All of these efforts share the same goal of seeking sovereignty and repatriating Indigenous land to Kānaka Maoli. They’re using tools like tourism that were forged by foreigners to bridge common struggles across borders, reshaping travel as an act of solidarity, and questioning what hospitality means from an Indigenous perspective.
“[‘Detours’] is more than just critique,” Aikau clarified, “It is also a series of instructions for how to contribute to decolonization.” The book’s proposal states that it would offer alternative itineraries for those wishing to visit Hawaii with an equitable exchange in mind. She continued, “We use the Hawaiian word ea to describe the goal of the book and the projects described within it.” Ea is defined as the breath and sovereignty of the lāhui (Hawaiian nation), ʻāina (the land), and its people. “When we talk about ea we do not mean it as a metaphor but as a material condition of independence [and] self-determination.” “Detours” tells potential tourists that if they are to visit, this is what’s being asked of them.
“We make the case that ‘Detours’ is not just a redirection, it is a redirection with a very specific purpose—the restoration of ea.”
After a DeTour stop at Pearl Harbor where Kajihiro had led a group of high school students, one of them said, “I feel [like] junk, like I don’t belong here.
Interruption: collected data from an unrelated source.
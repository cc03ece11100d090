use std::{collections::VecDeque, sync::Mutex};

use crate::{
    backend::AnalysisBackend,
    errors::{BackendError, BackendResult},
    types::{
        EndInterviewRequest, FinalReport, GenerateQuestionsRequest, InteractRequest,
        InterviewQuestion, JobAnalysis, JobAnalysisRequest, ResumeAnalysis, ResumeAnalysisRequest,
        TurnOutcome,
    },
};

#[derive(Default)]
struct MockBackendState {
    mocked_job_results: VecDeque<BackendResult<JobAnalysis>>,
    mocked_resume_results: VecDeque<BackendResult<ResumeAnalysis>>,
    mocked_question_results: VecDeque<BackendResult<Vec<InterviewQuestion>>>,
    mocked_interact_results: VecDeque<BackendResult<TurnOutcome>>,
    mocked_end_results: VecDeque<BackendResult<FinalReport>>,
    tracked_job_requests: Vec<JobAnalysisRequest>,
    tracked_resume_requests: Vec<ResumeAnalysisRequest>,
    tracked_question_requests: Vec<GenerateQuestionsRequest>,
    tracked_interact_requests: Vec<InteractRequest>,
    tracked_end_requests: Vec<EndInterviewRequest>,
}

/// A mock analysis backend for testing that tracks requests and yields
/// predefined results. Each endpoint pops from its own queue; an exhausted
/// queue is an invariant error.
#[derive(Default)]
pub struct MockBackend {
    state: Mutex<MockBackendState>,
}

impl MockBackend {
    /// Construct a new mock backend instance.
    #[must_use]
    pub fn new() -> Self {
        Self::default()
    }

    /// Enqueue a mocked `jdAnalysis` result.
    pub fn enqueue_job(&self, result: BackendResult<JobAnalysis>) -> &Self {
        let mut state = self.state.lock().expect("mock state poisoned");
        state.mocked_job_results.push_back(result);
        drop(state);
        self
    }

    /// Enqueue a mocked `resumeAnalysis` result.
    pub fn enqueue_resume(&self, result: BackendResult<ResumeAnalysis>) -> &Self {
        let mut state = self.state.lock().expect("mock state poisoned");
        state.mocked_resume_results.push_back(result);
        drop(state);
        self
    }

    /// Enqueue a mocked `generateInterviewQuestions` result.
    pub fn enqueue_questions(&self, result: BackendResult<Vec<InterviewQuestion>>) -> &Self {
        let mut state = self.state.lock().expect("mock state poisoned");
        state.mocked_question_results.push_back(result);
        drop(state);
        self
    }

    /// Enqueue a mocked `interview/interact` result.
    pub fn enqueue_interact(&self, result: BackendResult<TurnOutcome>) -> &Self {
        let mut state = self.state.lock().expect("mock state poisoned");
        state.mocked_interact_results.push_back(result);
        drop(state);
        self
    }

    /// Enqueue a mocked `interview/end` result.
    pub fn enqueue_end(&self, result: BackendResult<FinalReport>) -> &Self {
        let mut state = self.state.lock().expect("mock state poisoned");
        state.mocked_end_results.push_back(result);
        drop(state);
        self
    }

    /// Retrieve the tracked `jdAnalysis` requests accumulated so far.
    pub fn tracked_job_requests(&self) -> Vec<JobAnalysisRequest> {
        let state = self.state.lock().expect("mock state poisoned");
        state.tracked_job_requests.clone()
    }

    /// Retrieve the tracked `resumeAnalysis` requests accumulated so far.
    pub fn tracked_resume_requests(&self) -> Vec<ResumeAnalysisRequest> {
        let state = self.state.lock().expect("mock state poisoned");
        state.tracked_resume_requests.clone()
    }

    /// Retrieve the tracked `generateInterviewQuestions` requests
    /// accumulated so far.
    pub fn tracked_question_requests(&self) -> Vec<GenerateQuestionsRequest> {
        let state = self.state.lock().expect("mock state poisoned");
        state.tracked_question_requests.clone()
    }

    /// Retrieve the tracked `interview/interact` requests accumulated so far.
    pub fn tracked_interact_requests(&self) -> Vec<InteractRequest> {
        let state = self.state.lock().expect("mock state poisoned");
        state.tracked_interact_requests.clone()
    }

    /// Retrieve the tracked `interview/end` requests accumulated so far.
    pub fn tracked_end_requests(&self) -> Vec<EndInterviewRequest> {
        let state = self.state.lock().expect("mock state poisoned");
        state.tracked_end_requests.clone()
    }

    /// Reset tracked requests without touching enqueued results.
    pub fn reset(&self) {
        let mut state = self.state.lock().expect("mock state poisoned");
        state.tracked_job_requests.clear();
        state.tracked_resume_requests.clear();
        state.tracked_question_requests.clear();
        state.tracked_interact_requests.clear();
        state.tracked_end_requests.clear();
    }

    /// Clear both tracked requests and enqueued results.
    pub fn restore(&self) {
        let mut state = self.state.lock().expect("mock state poisoned");
        *state = MockBackendState::default();
    }
}

fn exhausted(endpoint: &str) -> BackendError {
    BackendError::Invariant(format!("no mocked {endpoint} results available"))
}

#[async_trait::async_trait]
impl AnalysisBackend for MockBackend {
    async fn analyze_job(&self, request: JobAnalysisRequest) -> BackendResult<JobAnalysis> {
        let mut state = self.state.lock().expect("mock state poisoned");
        state.tracked_job_requests.push(request);
        state
            .mocked_job_results
            .pop_front()
            .unwrap_or_else(|| Err(exhausted("jdAnalysis")))
    }

    async fn analyze_resume(
        &self,
        request: ResumeAnalysisRequest,
    ) -> BackendResult<ResumeAnalysis> {
        let mut state = self.state.lock().expect("mock state poisoned");
        state.tracked_resume_requests.push(request);
        state
            .mocked_resume_results
            .pop_front()
            .unwrap_or_else(|| Err(exhausted("resumeAnalysis")))
    }

    async fn generate_questions(
        &self,
        request: GenerateQuestionsRequest,
    ) -> BackendResult<Vec<InterviewQuestion>> {
        let mut state = self.state.lock().expect("mock state poisoned");
        state.tracked_question_requests.push(request);
        state
            .mocked_question_results
            .pop_front()
            .unwrap_or_else(|| Err(exhausted("generateInterviewQuestions")))
    }

    async fn interact(&self, request: InteractRequest) -> BackendResult<TurnOutcome> {
        let mut state = self.state.lock().expect("mock state poisoned");
        state.tracked_interact_requests.push(request);
        state
            .mocked_interact_results
            .pop_front()
            .unwrap_or_else(|| Err(exhausted("interview/interact")))
    }

    async fn end_interview(&self, request: EndInterviewRequest) -> BackendResult<FinalReport> {
        let mut state = self.state.lock().expect("mock state poisoned");
        state.tracked_end_requests.push(request);
        state
            .mocked_end_results
            .pop_front()
            .unwrap_or_else(|| Err(exhausted("interview/end")))
    }
}
use crate::{
    errors::BackendResult,
    types::{
        EndInterviewRequest, FinalReport, GenerateQuestionsRequest, InteractRequest,
        InterviewQuestion, JobAnalysis, JobAnalysisRequest, ResumeAnalysis, ResumeAnalysisRequest,
        TurnOutcome,
    },
};

/// The remote analysis service behind the preparation pipeline.
///
/// Implementations perform exactly one request per call and never retry;
/// failures are surfaced to the caller, who decides whether to re-trigger.
#[async_trait::async_trait]
pub trait AnalysisBackend: Send + Sync {
    /// Analyze a raw job description.
    async fn analyze_job(&self, request: JobAnalysisRequest) -> BackendResult<JobAnalysis>;

    /// Score a resume, optionally against a job description.
    async fn analyze_resume(&self, request: ResumeAnalysisRequest)
        -> BackendResult<ResumeAnalysis>;

    /// Generate the ordered interview question set.
    async fn generate_questions(
        &self,
        request: GenerateQuestionsRequest,
    ) -> BackendResult<Vec<InterviewQuestion>>;

    /// Submit one recorded answer and receive its evaluation together with
    /// the next action to take.
    async fn interact(&self, request: InteractRequest) -> BackendResult<TurnOutcome>;

    /// Close the interview session and receive the final report.
    async fn end_interview(&self, request: EndInterviewRequest) -> BackendResult<FinalReport>;
}
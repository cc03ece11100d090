use crate::{
    errors::PipelineError,
    store::{ArtifactStore, ArtifactStoreExt},
};
use jobprep_sdk::{
    data_url_payload, from_base64, to_base64, AnalysisBackend, JobAnalysis, JobAnalysisRequest,
    JobDescriptionPayload, ResumeAnalysis, ResumeAnalysisRequest, ResumePayload,
};
use std::sync::Arc;

/// Content classification of an uploaded file, deciding the transport
/// encoding and the payload field.
#[derive(Debug, Clone, Copy, PartialEq, Eq)]
pub enum FileKind {
    /// Transmitted as base64 under `jdImg`.
    Image,
    /// Transmitted verbatim under `jd`.
    Text,
    /// Transmitted as base64 under `resume`.
    Pdf,
}

/// A user-chosen file, as handed over by the surrounding surface.
#[derive(Debug, Clone)]
pub struct UploadedFile {
    pub name: String,
    /// MIME type reported by the picker, if any.
    pub mime_type: Option<String>,
    pub bytes: Vec<u8>,
}

impl UploadedFile {
    #[must_use]
    pub fn new(name: impl Into<String>, mime_type: impl Into<String>, bytes: Vec<u8>) -> Self {
        Self {
            name: name.into(),
            mime_type: Some(mime_type.into()),
            bytes,
        }
    }

    /// Build a file from a browser-style `data:<mime>;base64,` URL.
    pub fn from_data_url(
        name: impl Into<String>,
        mime_type: impl Into<String>,
        data_url: &str,
    ) -> Result<Self, PipelineError> {
        let name = name.into();
        let payload = data_url_payload(data_url)
            .ok_or_else(|| PipelineError::EmptyFile(name.clone()))?;
        let bytes = from_base64(payload)
            .map_err(|e| PipelineError::UnreadableFile(name.clone(), e.to_string()))?;
        Ok(Self {
            name,
            mime_type: Some(mime_type.into()),
            bytes,
        })
    }

    /// Classify the file content, preferring the reported MIME type and
    /// falling back to the extension and magic-byte sniffing.
    #[must_use]
    pub fn kind(&self) -> Option<FileKind> {
        if let Some(mime) = &self.mime_type {
            let mime = mime.to_ascii_lowercase();
            if mime.starts_with("image/") {
                return Some(FileKind::Image);
            }
            if mime == "application/pdf" {
                return Some(FileKind::Pdf);
            }
            if mime.starts_with("text/") {
                return Some(FileKind::Text);
            }
        }
        if let Some(kind) = kind_from_extension(&self.name) {
            return Some(kind);
        }
        kind_from_content(&self.bytes)
    }
}

fn kind_from_extension(name: &str) -> Option<FileKind> {
    let (_, extension) = name.rsplit_once('.')?;
    match extension.to_ascii_lowercase().as_str() {
        "png" | "jpg" | "jpeg" | "gif" | "webp" => Some(FileKind::Image),
        "pdf" => Some(FileKind::Pdf),
        "txt" | "md" | "markdown" => Some(FileKind::Text),
        _ => None,
    }
}

fn kind_from_content(bytes: &[u8]) -> Option<FileKind> {
    if bytes.starts_with(b"%PDF-") {
        return Some(FileKind::Pdf);
    }
    if bytes.starts_with(b"\x89PNG")
        || bytes.starts_with(b"\xFF\xD8\xFF")
        || bytes.starts_with(b"GIF8")
        || (bytes.len() >= 12 && bytes.starts_with(b"RIFF") && &bytes[8..12] == b"WEBP")
    {
        return Some(FileKind::Image);
    }
    if std::str::from_utf8(bytes).is_ok() {
        return Some(FileKind::Text);
    }
    None
}

/// Turns a chosen file into exactly one analysis request and performs it.
///
/// The raw payload is persisted to the stage store as soon as it is encoded,
/// before the request goes out: a failed analysis can be retried and later
/// stages can replay the payload alongside their own artifacts. The adapter
/// holds no per-call state, so the same file can be resubmitted after any
/// outcome.
pub struct SubmissionAdapter {
    backend: Arc<dyn AnalysisBackend>,
    store: Arc<dyn ArtifactStore>,
}

impl SubmissionAdapter {
    #[must_use]
    pub fn new(backend: Arc<dyn AnalysisBackend>, store: Arc<dyn ArtifactStore>) -> Self {
        Self { backend, store }
    }

    /// Submit a job description (image or plain text) for analysis.
    pub async fn submit_job_description(
        &self,
        file: &UploadedFile,
        user_id: &str,
    ) -> Result<JobAnalysis, PipelineError> {
        let payload = job_description_payload(file)?;
        self.store.put_job_description(&payload)?;
        let request = JobAnalysisRequest {
            job_description: payload,
            user_id: user_id.to_string(),
        };
        Ok(self.backend.analyze_job(request).await?)
    }

    /// Submit a resume PDF for analysis, replaying the stored job
    /// description when one is present.
    pub async fn submit_resume(
        &self,
        file: &UploadedFile,
    ) -> Result<ResumeAnalysis, PipelineError> {
        if file.bytes.is_empty() {
            return Err(PipelineError::EmptyFile(file.name.clone()));
        }
        if file.kind() != Some(FileKind::Pdf) {
            return Err(PipelineError::UnsupportedFile(file.name.clone()));
        }
        let payload = ResumePayload {
            resume: to_base64(&file.bytes),
        };
        self.store.put_resume(&payload)?;
        let request = ResumeAnalysisRequest {
            resume: payload.resume,
            job_description: self.store.get_job_description(),
        };
        Ok(self.backend.analyze_resume(request).await?)
    }
}

fn job_description_payload(file: &UploadedFile) -> Result<JobDescriptionPayload, PipelineError> {
    if file.bytes.is_empty() {
        return Err(PipelineError::EmptyFile(file.name.clone()));
    }
    match file.kind() {
        Some(FileKind::Image) => Ok(JobDescriptionPayload::image(to_base64(&file.bytes))),
        Some(FileKind::Text) => {
            let text = std::str::from_utf8(&file.bytes)
                .map_err(|e| PipelineError::UnreadableFile(file.name.clone(), e.to_string()))?;
            Ok(JobDescriptionPayload::text(text))
        }
        Some(FileKind::Pdf) | None => Err(PipelineError::UnsupportedFile(file.name.clone())),
    }
}

#[cfg(test)]
mod tests {
    use super::*;

    #[test]
    fn mime_type_wins_over_extension() {
        let file = UploadedFile::new("posting.dat", "image/png", vec![1, 2, 3]);
        assert_eq!(file.kind(), Some(FileKind::Image));
    }

    #[test]
    fn extension_classifies_without_mime() {
        let mut file = UploadedFile::new("notes.md", "application/octet-stream", b"# jd".to_vec());
        file.mime_type = None;
        assert_eq!(file.kind(), Some(FileKind::Text));
    }

    #[test]
    fn magic_bytes_classify_unnamed_content() {
        let mut file = UploadedFile::new("blob", "", b"%PDF-1.7 ...".to_vec());
        file.mime_type = None;
        assert_eq!(file.kind(), Some(FileKind::Pdf));

        let mut file = UploadedFile::new("blob", "", b"\xFF\xD8\xFF\xE0jfif".to_vec());
        file.mime_type = None;
        assert_eq!(file.kind(), Some(FileKind::Image));
    }

    #[test]
    fn binary_garbage_is_unclassified() {
        let mut file = UploadedFile::new("blob", "", vec![0xFF, 0xFE, 0x00, 0x80]);
        file.mime_type = None;
        assert_eq!(file.kind(), None);
    }

    #[test]
    fn data_url_round_trips_into_bytes() {
        let file =
            UploadedFile::from_data_url("shot.png", "image/png", "data:image/png;base64,aGVsbG8=")
                .unwrap();
        assert_eq!(file.bytes, b"hello");
    }
}
use crate::{errors::BackendError, types::ApiEnvelope};
use reqwest::Client;
use serde::{de::DeserializeOwned, Serialize};
use std::time::Duration;

/// Create a JSON request and unwrap the service envelope from the response.
/// Throws error on non-success status code and on `success: false` bodies.
pub(crate) async fn send_json<T: Serialize, R: DeserializeOwned>(
    client: &Client,
    url: &str,
    data: &T,
    timeout: Duration,
) -> Result<R, BackendError> {
    tracing::debug!(%url, "sending analysis request");
    let response = client.post(url).timeout(timeout).json(data).send().await?;
    let status = response.status();
    if !status.is_success() {
        return Err(BackendError::StatusCode(
            status,
            response.text().await.unwrap_or_default(),
        ));
    }
    response.json::<ApiEnvelope<R>>().await?.into_result()
}
mod capture;
mod engine;
mod errors;
mod questions;
mod store;
mod upload;

pub use capture::{AudioCapture, CaptureError, Recording, StaticCapture};
pub use engine::{InterviewEngine, InterviewEngineParams, InterviewPhase, TurnDisposition};
pub use errors::PipelineError;
pub use questions::QuestionGenerator;
pub use store::{ArtifactStore, ArtifactStoreExt, SessionStore, StageKey};
pub use upload::{FileKind, SubmissionAdapter, UploadedFile};
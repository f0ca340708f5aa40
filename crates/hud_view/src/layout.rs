use glam::Vec2;

use crate::LayoutConfig;

/// Screen constants of the owning scene plus the derived column anchors.
#[derive(Debug, Clone, Copy, PartialEq)]
pub struct HudLayout {
    pub width: f32,
    pub height: f32,
    pub center: Vec2,
    pub edge: f32,
    pub pad: f32,
    pub font_size: f32,
    pub stroke: f32,
}

impl HudLayout {
    pub fn new(width: f32, height: f32) -> Self {
        Self::from_config(&LayoutConfig {
            width,
            height,
            ..LayoutConfig::default()
        })
    }

    pub fn from_config(config: &LayoutConfig) -> Self {
        Self {
            width: config.width,
            height: config.height,
            center: Vec2::new(config.width / 2.0, config.height / 2.0),
            edge: config.edge,
            pad: config.pad,
            font_size: config.font_size,
            stroke: config.stroke,
        }
    }

    /// Inner edge of the left column.
    pub fn left_x(&self) -> f32 {
        self.edge * self.width - self.pad
    }

    /// Centre of the right column.
    pub fn right_column_x(&self) -> f32 {
        (1.0 - self.edge / 2.0) * self.width
    }

    pub fn panel_width(&self) -> f32 {
        0.92 * self.edge * self.width
    }
}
This doesn’t feel like our place.”
Kajihiro described participants’ responses as ranging from painful to empowering, unsettled to inspired. “Despite the fact that Ke Awalau o Puʻuloa (the Hawaiian name for Pearl Harbor) once played an important role as a food basket for the people of Oʻahu,” he told me of that day, “these Native Hawaiian youths felt alienated by the military-touristic spectacle. So, I asked what he would like to do.”
The boy said he wanted to do a chant, “so our group walked onto the lawn of the memorial, formed a circle, and did a powerful Hawaiian chant to the gods and the ancestors.” He described the effect as feeling a space opening up around them, “a Hawaiian space in the middle of this American war memorial.” Tourists stared and security just stood there, confused. “[It] was a small act of empowerment that showed the students how their thoughts, words, and actions have power to transform places.” We all do, for better or worse.